○慢性の痛み対策について(概要)
http://www.mhlw.go.jp/stf/houdou/2r9852000000ro8f-att/2r9852000000roa5.pdf
『今後の慢性の痛み対策について(提言)』より抜粋
1.慢性の痛みに関する現状
・痛みは主観的な体験の表現であるために、客観的な評価が困難であり、標準的な評価法や診断法が未確立であるうえ、診療体制も十分整っていない。
・慢性の痛みは患者の生活の質を著しく低下させ、就労困難を招く等、社会的損失が大きいとされる。
・受療頻度の高い上位5疾病に腰痛症、肩こり症が含まれ、頻度の高い自覚症状の上位には、各部位の痛みが多い(平成19年国民生活基礎調査より)。
2.慢性の痛みの医療を取り巻く課題
(1)痛みを対象とした医療体制
・治療に抵抗性をしめす慢性の痛みの診療に対して、必ずしも適切な治療が選択されているとは言い難い。
・痛みを専門とする診療体制や、そのために必要な制度、人材育成・教育体制も十分
に整備されていない。
(2)痛みに関する正しい情報の提供
・慢性の痛みに関する診断、治療法等の情報が科学的根拠に基いて整理されていない。
・専門医師、一般医師、医療従事者、患者において、痛みやその診療に対する共通した認識がもたれていない。
(3)難治性の痛みへの対策
・難治性の痛みには、様々な疾患による痛みが存在するが、病態が十分に解明されていないために、診断や治療が困難である。
(4)臨床現場における問題点の解消
・諸外国において有効性が確立されているが、国内では適応がないために保険適用されていない薬剤が多いとの指摘がある。
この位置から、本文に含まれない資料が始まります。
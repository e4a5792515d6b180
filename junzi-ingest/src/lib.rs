//! # Junzi Ingest (junzi-ingest)
//!
//! Operator tooling around the passage store: raw corpus ingest, chunking,
//! review-gated splitting, translation audit and publication.

pub mod cli;
pub mod commands;

pub use cli::{Cli, Commands};
pub use commands::{run, IngestContext};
・有効性が乏しいとされる従来通りの鎮痛薬投与などによる治療が、今でも実施されているとの報告がある。
3.今後、必要とされる対策
(1)医療体制の構築
・ガイドラインの作成等による、一般医や専門医の痛みに対する診療レベルの向上。
・関係する診療各科、各職種が連携して治療に当たるチーム医療の形成。
・医療従事者の役割分担や連携方法の明確化と育成。
(2)教育、普及・啓発
・医療者の育成(医師、看護師、介護士等)。
・患者の慢性の痛みの受容。
・患者の周りにいる一般の国民への啓発。
(3)情報提供、相談体制
・痛みに関する情報を科学的根拠に基いて整理し、最新の正確な情報を発信。
・社会全体で痛みに向き合うような働きかけ。
(4)調査・研究
・慢性の痛みの頻度、その種類、現行の対応、治療の有効性等の現状把握。
・痛みの評価法やチーム医療を行ううえで有用となる手法の開発。
・難治性の痛みの病態解明・診断方法の開発。
・新規治療薬や治療法の開発。
・治療ガイドライン等の策定、教育資材の開発。